The Vienna Model: Innovation in Affordable Housing
Vancouver often ranks alongside the Austrian capital of Vienna in top 10 lists of the world’s most liveable cities. Vienna’s European charm, rich arts and culture scene, low crime rates and excellent public transit all contribute to its appeal. With approximately 60% of Vienna’s population in municipal housing, the city seemingly solved the issue of housing affordability before it began. Conversely, with vacancy rates of less than 1%, Vancouver is deep in the grips of an affordable housing crisis. To solve the issue of affordable housing, can Vancouver look to Vienna’s municipal housing history for new paths forward?
Vienna Model – Origin
Municipal housing in Vienna has a long history. Based on the need for housing following the First World War, the city’s first housing model had many features which are still prevalent today: larger housing complexes, green space courtyards and playgrounds, and a wealth of community services. After the devastation of World War II, social housing endeavours continued in war-torn Vienna. By 1954, construction for the 100,000th social housing apartment was underway. Today, the city owns about 220,000 subsidized apartments, with non-profit operators owning another 650,000 units and growing.
Why it’s So Innovative
Vienna’s approach to housing its population is quite innovative due to the commitment to creating not only housing, but community. Housing complexes can include such amenities as shops, gardens, kindergartens, and pools. New complexes are constructed with social urban planning in mind for the area, and are developed along with schools, health care institutions, and public transportation. New housing complexes fit within a larger City Development Plan, which is revised and approved by City Council every ten years. In addition, rent in Vienna’s affordable housing units are subsidized, so residents pay no more than 30% of their income for housing, whereas 44.2% of renters in Vancouver were living housing units that exceed 30% of their income.

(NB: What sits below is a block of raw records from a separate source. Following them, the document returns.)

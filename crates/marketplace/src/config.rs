use {
    alloy::primitives::Address,
    anyhow::{Context, Result},
    serde::{Deserialize, Serialize},
    std::{num::NonZeroUsize, path::Path},
    url::Url,
};

/// Top level configuration, loaded from a toml file.
#[derive(Clone, Debug, Deserialize, Serialize)]
#[serde(rename_all = "kebab-case", deny_unknown_fields)]
pub struct Config {
    /// JSON-RPC node to talk to.
    pub node_url: Url,

    /// Address of the deployed marketplace contract.
    pub market_address: Address,

    /// Ticker of the chain's native currency, for presentation.
    #[serde(default = "default_currency")]
    pub currency: String,

    /// Content retrieval and pinning.
    #[serde(default)]
    pub ipfs: ipfs::IpfsConfig,

    /// Metadata aggregation tunables.
    #[serde(default)]
    pub aggregator: AggregatorSettings,
}

fn default_currency() -> String {
    "BNB".to_string()
}

/// Serde face of [`metadata::AggregatorConfig`].
#[derive(Clone, Debug, Default, Deserialize, Serialize)]
#[serde(rename_all = "kebab-case", deny_unknown_fields, default)]
pub struct AggregatorSettings {
    /// Upper bound on concurrently resolving records.
    pub max_concurrent: Option<NonZeroUsize>,

    /// Whether an access denied response gets one extra attempt against
    /// the public gateway.
    pub retry_denied_via_public: Option<bool>,
}

impl Config {
    pub fn load(path: &Path) -> Result<Self> {
        let raw = std::fs::read_to_string(path)
            .with_context(|| format!("failed to read {}", path.display()))?;
        toml::from_str(&raw).context("invalid configuration")
    }

    pub fn aggregator_config(&self) -> metadata::AggregatorConfig {
        metadata::AggregatorConfig {
            max_concurrent: self.aggregator.max_concurrent,
            retry_denied_via_public: self.aggregator.retry_denied_via_public.unwrap_or(true),
            public_gateway: self.ipfs.public_gateway.clone(),
        }
    }
}

#[cfg(test)]
mod tests {
    use {super::*, std::io::Write};

    #[test]
    fn loads_a_minimal_file() {
        let mut file = tempfile::NamedTempFile::new().unwrap();
        write!(
            file,
            r#"
            node-url = "https://data-seed-prebsc-1-s1.binance.org:8545/"
            market-address = "0x9ba1bcd88e99d6e1e03252a70a63fea83bf1208c"
            "#
        )
        .unwrap();

        let config = Config::load(file.path()).unwrap();
        assert_eq!(config.currency, "BNB");
        assert_eq!(config.ipfs.gateways, ipfs::config::default_gateways());
        let aggregator = config.aggregator_config();
        assert!(aggregator.retry_denied_via_public);
        assert!(aggregator.max_concurrent.is_none());
    }

    #[test]
    fn deserialize_full() {
        let toml = r#"
        node-url = "http://localhost:8545"
        market-address = "0x9ba1bcd88e99d6e1e03252a70a63fea83bf1208c"
        currency = "ETH"

        [ipfs]
        timeout = "3s"

        [aggregator]
        max-concurrent = 8
        retry-denied-via-public = false
        "#;
        let config: Config = toml::from_str(toml).unwrap();
        assert_eq!(config.currency, "ETH");
        let aggregator = config.aggregator_config();
        assert_eq!(aggregator.max_concurrent, NonZeroUsize::new(8));
        assert!(!aggregator.retry_denied_via_public);
    }

    #[test]
    fn rejects_unknown_fields() {
        let toml = r#"
        node-url = "http://localhost:8545"
        market-address = "0x9ba1bcd88e99d6e1e03252a70a63fea83bf1208c"
        nodeurl = "oops"
        "#;
        assert!(toml::from_str::<Config>(toml).is_err());
    }
}
//! Tool registry and concurrent dispatch.
//!
//! The [`ToolRegistry`] stores tools by unique name. [`ToolRegistry::dispatch`]
//! runs a batch of calls in parallel and returns one observation per call,
//! in call order. Nothing raised inside a tool escapes the dispatcher: an
//! unknown name, a tool error, or a panic all become observation text the
//! model can read and react to.

use crate::args::ToolArgs;
use crate::error::ToolError;
use crate::tool::Tool;
use futures::future::join_all;
use indexmap::IndexMap;
use std::sync::Arc;

/// Observation returned when no registered tool has the requested name.
pub const NO_SUCH_TOOL: &str = "error: there were no tools available with that name.";

/// Registry of available tools.
///
/// Stores tools by name in registration order and provides lookup and dispatch.
#[derive(Clone, Default)]
pub struct ToolRegistry {
    tools: IndexMap<String, Arc<dyn Tool>>,
}

impl core::fmt::Debug for ToolRegistry {
    fn fmt(&self, f: &mut core::fmt::Formatter<'_>) -> core::fmt::Result {
        f.debug_struct("ToolRegistry")
            .field("tools", &self.names())
            .finish()
    }
}

impl ToolRegistry {
    /// Creates an empty registry.
    #[must_use]
    pub fn new() -> Self {
        Self {
            tools: IndexMap::new(),
        }
    }

    /// Registers a tool.
    ///
    /// # Panics
    ///
    /// Panics if a tool with the same name is already registered.
    pub fn register(&mut self, tool: impl Tool) {
        if let Err(err) = self.try_register_arc(Arc::new(tool)) {
            panic!("{err}");
        }
    }

    /// Registers a tool, failing if its name is taken.
    ///
    /// # Errors
    ///
    /// Returns [`ToolError::DuplicateTool`] if a tool with the same name is
    /// already registered.
    pub fn try_register(&mut self, tool: impl Tool) -> Result<(), ToolError> {
        self.try_register_arc(Arc::new(tool))
    }

    /// Registers a shared tool, failing if its name is taken.
    ///
    /// # Errors
    ///
    /// Returns [`ToolError::DuplicateTool`] if a tool with the same name is
    /// already registered.
    pub fn try_register_arc(&mut self, tool: Arc<dyn Tool>) -> Result<(), ToolError> {
        let name = tool.name().to_string();
        if self.tools.contains_key(&name) {
            return Err(ToolError::DuplicateTool(name));
        }
        self.tools.insert(name, tool);
        Ok(())
    }

    /// Runs every call concurrently and returns one observation per call, in
    /// the same order as `calls`.
    ///
    /// Each call runs on its own task. The returned future completes only
    /// once every call has finished; a failing call never cancels the others.
    /// Observations are:
    /// - the tool's output on success,
    /// - [`NO_SUCH_TOOL`] when the name is unknown,
    /// - `error: <message>` when the tool fails or panics.
    pub async fn dispatch<I>(&self, calls: I) -> Vec<String>
    where
        I: IntoIterator<Item = (String, ToolArgs)>,
    {
        let pending = calls.into_iter().map(|(name, args)| {
            let tool = self.tools.get(&name).cloned();
            async move {
                let Some(tool) = tool else {
                    tracing::debug!(tool = %name, "no tool with requested name");
                    return NO_SUCH_TOOL.to_string();
                };

                tracing::debug!(tool = %name, args = args.len(), "dispatching tool call");
                let handle = tokio::spawn(async move { tool.call(args).await });

                match handle.await {
                    Ok(Ok(output)) => output,
                    Ok(Err(err)) => {
                        tracing::warn!(tool = %name, error = %err, "tool call failed");
                        format!("error: {err}")
                    }
                    Err(err) => {
                        tracing::warn!(tool = %name, error = %err, "tool call did not complete");
                        format!("error: tool '{name}' panicked")
                    }
                }
            }
        });

        join_all(pending).await
    }

    /// Returns a tool by name.
    #[must_use]
    pub fn get(&self, name: &str) -> Option<&Arc<dyn Tool>> {
        self.tools.get(name)
    }

    /// Returns whether a tool with the given name is registered.
    #[must_use]
    pub fn has(&self, name: &str) -> bool {
        self.tools.contains_key(name)
    }

    /// Returns the names of all registered tools.
    #[must_use]
    pub fn names(&self) -> Vec<&str> {
        self.tools.keys().map(String::as_str).collect()
    }

    /// Iterates over the registered tools in registration order.
    pub fn iter(&self) -> impl Iterator<Item = &dyn Tool> {
        self.tools.values().map(AsRef::as_ref)
    }

    /// Returns the number of registered tools.
    #[must_use]
    pub fn len(&self) -> usize {
        self.tools.len()
    }

    /// Returns whether no tools are registered.
    #[must_use]
    pub fn is_empty(&self) -> bool {
        self.tools.is_empty()
    }
}
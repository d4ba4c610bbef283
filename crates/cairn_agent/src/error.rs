//! Error types for building and running agents.

use cairn_models::llm::{ExtractionError, GenerationError};

/// Errors returned by [`Agent::answer`](crate::Agent::answer).
#[derive(Debug, thiserror::Error)]
pub enum AgentError {
    /// A reasoning or final-answer step failed.
    #[error("step failed: {0}")]
    Step(#[from] StepError),

    /// An agent could not be constructed.
    #[error("failed to build agent: {0}")]
    Build(#[from] BuildError),
}

/// Failure of a single model-backed step.
///
/// These are never retried or absorbed; they abort the task in progress.
#[derive(Debug, thiserror::Error)]
pub enum StepError {
    /// The model call failed or its output did not match the expected schema.
    #[error(transparent)]
    Extraction(#[from] ExtractionError),

    /// The model call failed.
    #[error(transparent)]
    Generation(#[from] GenerationError),

    /// The state could not be encoded into messages.
    #[error("failed to encode state: {0}")]
    Encode(#[from] serde_json::Error),
}

/// Configuration errors raised while building an agent.
#[derive(Debug, thiserror::Error)]
pub enum BuildError {
    /// Neither an [`Llm`](cairn_models::llm::Llm) nor both custom steppers were supplied.
    #[error("no model configured")]
    MissingModel,

    /// Two tools share a name.
    #[error("duplicate tool name '{0}'")]
    DuplicateTool(String),

    /// The system prompt template failed to compile or render.
    #[error("invalid system prompt template: {0}")]
    Template(#[from] minijinja::Error),
}

impl From<AgentError> for cairn_tools::ToolError {
    /// A nested agent's failure surfaces to the calling agent as an observation.
    fn from(err: AgentError) -> Self {
        Self::execution_error(err.to_string())
    }
}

How It can be Applied to Vancouver’s Market
In a coastal city such as Vancouver, land is in increasingly short supply. When discussing housing affordability in urban centres, a recurring recommendation from urban planners to municipalities is to not sell public land. As with Vienna, an essential component to turning the housing crisis around will be developing income-based housing on city-owned land. A recent visiting delegation of housing experts spoke in Vancouver on the Vienna model, providing a positive step forward in bringing municipal housing solutions to the Lower Mainland.
As Vancouver continues to address its ongoing housing crisis, Vienna’s model of municipal housing potentially serves as an ideal. While Vancouver struggles as an expanding metropolitan city short on land supply, Vienna’s ability to not only mass produce subsidized housing, but create communities around developments proves how municipal housing can be affordable and can strengthen community bonds. How Vancouver utilizes city-owned land for affordable housing developments will be key to a Vancouver solution to building the kind of city that all people can afford to live in.